Post by SpinyNorman » Mon Sep 25, 2017 11:58 am

Root wrote:Does anyone have some tips for a good pour over? I usually use my Hario cone when I'm making more than one cup, and I always feel like something is off compared to aeropress coffee. I mean like bean grind, water temp, do you pour slowly or just fill the damn thing up and let it drip?
The first pour over I used was something called a clever dripper. It was a cheater pour over. It had a valve on it so you could basically steep the coffee like you would tea and when you put it on top of a mug it would open the valve and let the coffee through. That gives you a lot of leeway for the grind.

I use a chemex now, so I don't get to cheat as much, although it seems to be somewhat forgiving as long as you don't miss too badly.

I use water just off a boil. I use a power burner on my stove to get the water just to the boiling point then I move the kettle over to the simmer burner on low to keep it just under a boil while I pour. Actually I have to use two kettles because the goose neck one isn't big enough, so I have to refill the goose-neck one partway through.

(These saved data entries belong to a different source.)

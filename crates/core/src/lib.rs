//! Core contract for correlating log lines with distributed traces
//!
//! This crate owns the pieces every log binding shares: the identifier
//! data model, the thread-local accessor reporting the trace active on
//! the calling thread, the provider trait a binding implements, and the
//! idempotent registration lifecycle around it.

pub mod config;
pub mod context;
pub mod id;
pub mod provider;

pub use config::{ConfigError, DEFAULT_CONTEXT_KEY, InjectionConfig};
pub use context::{
    TokenError, TraceContext, TraceIdentifier, TraceScope, current_trace_identifier,
    set_current_trace,
};
pub use id::{IdParseError, SegmentId, TraceId};
pub use provider::{HookState, InjectionHook, LogContextProvider};
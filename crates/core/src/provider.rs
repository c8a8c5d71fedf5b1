//! Log-context provider contract and registration lifecycle
//!
//! Each logging backend gets one provider implementation, selected at
//! startup configuration. The hook wrapping a provider is deliberately
//! forgiving: a backend that refuses the registration (or is absent
//! entirely) leaves the application logging without correlation, never
//! broken.

use std::sync::Mutex;

use crate::config::InjectionConfig;

/// Registration state of an [`InjectionHook`]
#[derive(Clone, Copy, Debug, PartialEq, Eq)]
pub enum HookState {
    Unregistered,
    Registered,
}

/// Bridge between the trace-context accessor and one logging backend
pub trait LogContextProvider: Send + Sync {
    /// Name of the logging backend this provider feeds (diagnostics only)
    fn backend(&self) -> &str;

    /// Attach to the backend's extension point.
    ///
    /// Returns `false` when the backend refuses the registration, for
    /// example because a global subscriber is already installed. Must not
    /// panic: injection is an optional enhancement.
    fn register(&self) -> bool;

    /// Detach from the backend. Called at most once per successful
    /// [`register`](Self::register). Best effort.
    fn deregister(&self) {}
}

/// Owns a provider and drives its registration state machine
///
/// Transitions are `Unregistered -> Registered` on [`install`] and back on
/// [`uninstall`]; both operations are idempotent and thread-safe.
///
/// [`install`]: InjectionHook::install
/// [`uninstall`]: InjectionHook::uninstall
pub struct InjectionHook {
    provider: Box<dyn LogContextProvider>,
    enabled: bool,
    state: Mutex<HookState>,
}

impl InjectionHook {
    /// Wrap a provider with injection enabled
    pub fn new(provider: Box<dyn LogContextProvider>) -> Self {
        Self {
            provider,
            enabled: true,
            state: Mutex::new(HookState::Unregistered),
        }
    }

    /// Wrap a provider, honoring the config's master switch
    pub fn with_config(provider: Box<dyn LogContextProvider>, config: &InjectionConfig) -> Self {
        Self {
            provider,
            enabled: config.enabled,
            state: Mutex::new(HookState::Unregistered),
        }
    }

    /// Current registration state
    pub fn state(&self) -> HookState {
        *self.lock_state()
    }

    /// Register the provider with its backend.
    ///
    /// A duplicate install keeps the single existing registration. When
    /// injection is disabled, or the backend refuses, the hook simply
    /// stays unregistered.
    pub fn install(&self) -> HookState {
        let mut state = self.lock_state();

        if !self.enabled || *state == HookState::Registered {
            return *state;
        }

        if self.provider.register() {
            *state = HookState::Registered;
        } else {
            tracing::debug!(
                backend = self.provider.backend(),
                "log backend refused trace injection; logging proceeds without correlation"
            );
        }

        *state
    }

    /// Deregister the provider. A no-op when not registered.
    pub fn uninstall(&self) -> HookState {
        let mut state = self.lock_state();

        if *state == HookState::Registered {
            self.provider.deregister();
            *state = HookState::Unregistered;
        }

        *state
    }

    // A poisoned lock only means another thread panicked mid-transition;
    // the state itself is a plain enum and stays usable.
    fn lock_state(&self) -> std::sync::MutexGuard<'_, HookState> {
        self.state
            .lock()
            .unwrap_or_else(std::sync::PoisonError::into_inner)
    }
}

#[cfg(test)]
mod tests {
    use super::*;
    use std::sync::Arc;
    use std::sync::atomic::{AtomicUsize, Ordering};

    struct CountingProvider {
        accept: bool,
        registered: Arc<AtomicUsize>,
        deregistered: Arc<AtomicUsize>,
    }

    impl CountingProvider {
        fn new(accept: bool) -> (Self, Arc<AtomicUsize>, Arc<AtomicUsize>) {
            let registered = Arc::new(AtomicUsize::new(0));
            let deregistered = Arc::new(AtomicUsize::new(0));
            let provider = Self {
                accept,
                registered: registered.clone(),
                deregistered: deregistered.clone(),
            };
            (provider, registered, deregistered)
        }
    }

    impl LogContextProvider for CountingProvider {
        fn backend(&self) -> &str {
            "counting"
        }

        fn register(&self) -> bool {
            self.registered.fetch_add(1, Ordering::SeqCst);
            self.accept
        }

        fn deregister(&self) {
            self.deregistered.fetch_add(1, Ordering::SeqCst);
        }
    }

    #[test]
    fn test_install_is_idempotent() {
        let (provider, registered, _) = CountingProvider::new(true);
        let hook = InjectionHook::new(Box::new(provider));

        assert_eq!(hook.install(), HookState::Registered);
        assert_eq!(hook.install(), HookState::Registered);

        // A duplicate install keeps the single active registration
        assert_eq!(registered.load(Ordering::SeqCst), 1);
    }

    #[test]
    fn test_refused_registration_stays_unregistered() {
        let (provider, registered, _) = CountingProvider::new(false);
        let hook = InjectionHook::new(Box::new(provider));

        assert_eq!(hook.install(), HookState::Unregistered);
        assert_eq!(hook.state(), HookState::Unregistered);

        // Refusal is retryable
        hook.install();
        assert_eq!(registered.load(Ordering::SeqCst), 2);
    }

    #[test]
    fn test_disabled_config_is_a_noop() {
        let config = InjectionConfig {
            enabled: false,
            ..InjectionConfig::default()
        };
        let (provider, registered, _) = CountingProvider::new(true);
        let hook = InjectionHook::with_config(Box::new(provider), &config);

        assert_eq!(hook.install(), HookState::Unregistered);
        assert_eq!(registered.load(Ordering::SeqCst), 0);
    }

    #[test]
    fn test_uninstall_round_trip() {
        let (provider, _, deregistered) = CountingProvider::new(true);
        let hook = InjectionHook::new(Box::new(provider));

        // Uninstall before install is a no-op
        assert_eq!(hook.uninstall(), HookState::Unregistered);
        assert_eq!(deregistered.load(Ordering::SeqCst), 0);

        hook.install();
        assert_eq!(hook.uninstall(), HookState::Unregistered);
        assert_eq!(hook.uninstall(), HookState::Unregistered);
        assert_eq!(deregistered.load(Ordering::SeqCst), 1);

        // Can be installed again after a shutdown
        assert_eq!(hook.install(), HookState::Registered);
    }
}
//! Trace and segment identifiers
//!
//! Identifiers follow the wire shape used by distributed-tracing backends:
//! a trace ID is `1-xxxxxxxx-yyyyyyyyyyyyyyyyyyyyyyyy` (version, epoch
//! seconds as 8 hex chars, 24 hex chars of randomness) and a segment ID is
//! 16 hex chars. Both are immutable once created.

use std::fmt;
use std::str::FromStr;

use thiserror::Error;

/// The only trace ID version this crate understands.
pub const TRACE_ID_VERSION: u8 = 1;

/// Errors that can occur when parsing an identifier
#[derive(Error, Debug)]
pub enum IdParseError {
    #[error("Invalid trace ID format")]
    InvalidFormat,
    #[error("Unsupported version: {0}")]
    UnsupportedVersion(String),
    #[error("Invalid timestamp field")]
    InvalidTimestamp,
    #[error("Invalid random field")]
    InvalidRandom,
    #[error("Invalid segment ID")]
    InvalidSegmentId,
}

/// Identifier of a single end-to-end trace
#[derive(Clone, Copy, Debug, PartialEq, Eq, Hash)]
pub struct TraceId {
    epoch: u32,
    unique: [u8; 12],
}

impl TraceId {
    /// Create a new trace ID stamped with the current epoch second
    pub fn generate() -> Self {
        let now = std::time::SystemTime::now()
            .duration_since(std::time::UNIX_EPOCH)
            .unwrap_or_default();

        let mut unique = [0u8; 12];
        let (hash1, hash2) = pseudo_random_pair(now.as_nanos());
        unique[..8].copy_from_slice(&hash1.to_be_bytes());
        unique[8..].copy_from_slice(&hash2.to_be_bytes()[..4]);

        Self {
            epoch: now.as_secs() as u32,
            unique,
        }
    }

    /// Epoch second at which this trace started
    pub fn epoch_seconds(&self) -> u32 {
        self.epoch
    }

    /// The 96-bit unique portion of the ID
    pub fn unique(&self) -> &[u8; 12] {
        &self.unique
    }
}

impl fmt::Display for TraceId {
    fn fmt(&self, f: &mut fmt::Formatter<'_>) -> fmt::Result {
        write!(
            f,
            "{:x}-{:08x}-{}",
            TRACE_ID_VERSION,
            self.epoch,
            hex::encode(self.unique)
        )
    }
}

impl FromStr for TraceId {
    type Err = IdParseError;

    fn from_str(s: &str) -> Result<Self, Self::Err> {
        // Format: version-epoch-random
        let parts: Vec<&str> = s.split('-').collect();
        if parts.len() != 3 {
            return Err(IdParseError::InvalidFormat);
        }

        let version = u8::from_str_radix(parts[0], 16)
            .map_err(|_| IdParseError::UnsupportedVersion(parts[0].to_string()))?;
        if version != TRACE_ID_VERSION {
            return Err(IdParseError::UnsupportedVersion(format!("{version:x}")));
        }

        // Epoch is exactly 8 hex chars
        if parts[1].len() != 8 {
            return Err(IdParseError::InvalidTimestamp);
        }
        let epoch =
            u32::from_str_radix(parts[1], 16).map_err(|_| IdParseError::InvalidTimestamp)?;

        // Random portion is exactly 24 hex chars = 12 bytes
        if parts[2].len() != 24 {
            return Err(IdParseError::InvalidRandom);
        }
        let unique_vec = hex::decode(parts[2]).map_err(|_| IdParseError::InvalidRandom)?;
        let mut unique = [0u8; 12];
        unique.copy_from_slice(&unique_vec);

        if unique.iter().all(|&b| b == 0) {
            return Err(IdParseError::InvalidRandom);
        }

        Ok(Self { epoch, unique })
    }
}

/// Identifier of the active segment/span within a trace
#[derive(Clone, Copy, Debug, PartialEq, Eq, Hash)]
pub struct SegmentId([u8; 8]);

impl SegmentId {
    /// Create a new random segment ID
    pub fn generate() -> Self {
        let now = std::time::SystemTime::now()
            .duration_since(std::time::UNIX_EPOCH)
            .unwrap_or_default();

        let (hash1, _) = pseudo_random_pair(now.as_nanos().wrapping_add(1));
        Self(hash1.to_le_bytes())
    }

    /// Raw bytes of the ID
    pub fn as_bytes(&self) -> &[u8; 8] {
        &self.0
    }
}

impl fmt::Display for SegmentId {
    fn fmt(&self, f: &mut fmt::Formatter<'_>) -> fmt::Result {
        write!(f, "{}", hex::encode(self.0))
    }
}

impl FromStr for SegmentId {
    type Err = IdParseError;

    fn from_str(s: &str) -> Result<Self, Self::Err> {
        if s.len() != 16 {
            return Err(IdParseError::InvalidSegmentId);
        }
        let bytes_vec = hex::decode(s).map_err(|_| IdParseError::InvalidSegmentId)?;
        let mut bytes = [0u8; 8];
        bytes.copy_from_slice(&bytes_vec);

        if bytes.iter().all(|&b| b == 0) {
            return Err(IdParseError::InvalidSegmentId);
        }

        Ok(Self(bytes))
    }
}

/// Generate two pseudo-random words from a time seed plus thread identity.
///
/// Identifier quality only needs uniqueness across threads and calls, not
/// cryptographic strength; the tracing core owns real ID minting.
fn pseudo_random_pair(seed: u128) -> (u64, u64) {
    use std::collections::hash_map::DefaultHasher;
    use std::hash::{Hash, Hasher};

    let mut hasher = DefaultHasher::new();
    seed.hash(&mut hasher);
    std::thread::current().id().hash(&mut hasher);
    let hash1 = hasher.finish();

    hasher = DefaultHasher::new();
    hash1.hash(&mut hasher);
    seed.wrapping_add(1).hash(&mut hasher);
    let hash2 = hasher.finish();

    (hash1, hash2)
}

Getting the right grind is fairly important and took a bit of trial and error. The normal drip setting on my grinder works great for my chemex. The chemex filters are pretty thick though, so with a thinner filter I would imagine a finer grind would be needed. I bloom the grinds for 30 seconds or so, then pour intermittently. I try not to let it get quite down to where I see grinds before I fill it up again, but it doesn't seem to be that picky about it. I've had to throw a pot out where I had the grind too fine and it didn't drain fast enough.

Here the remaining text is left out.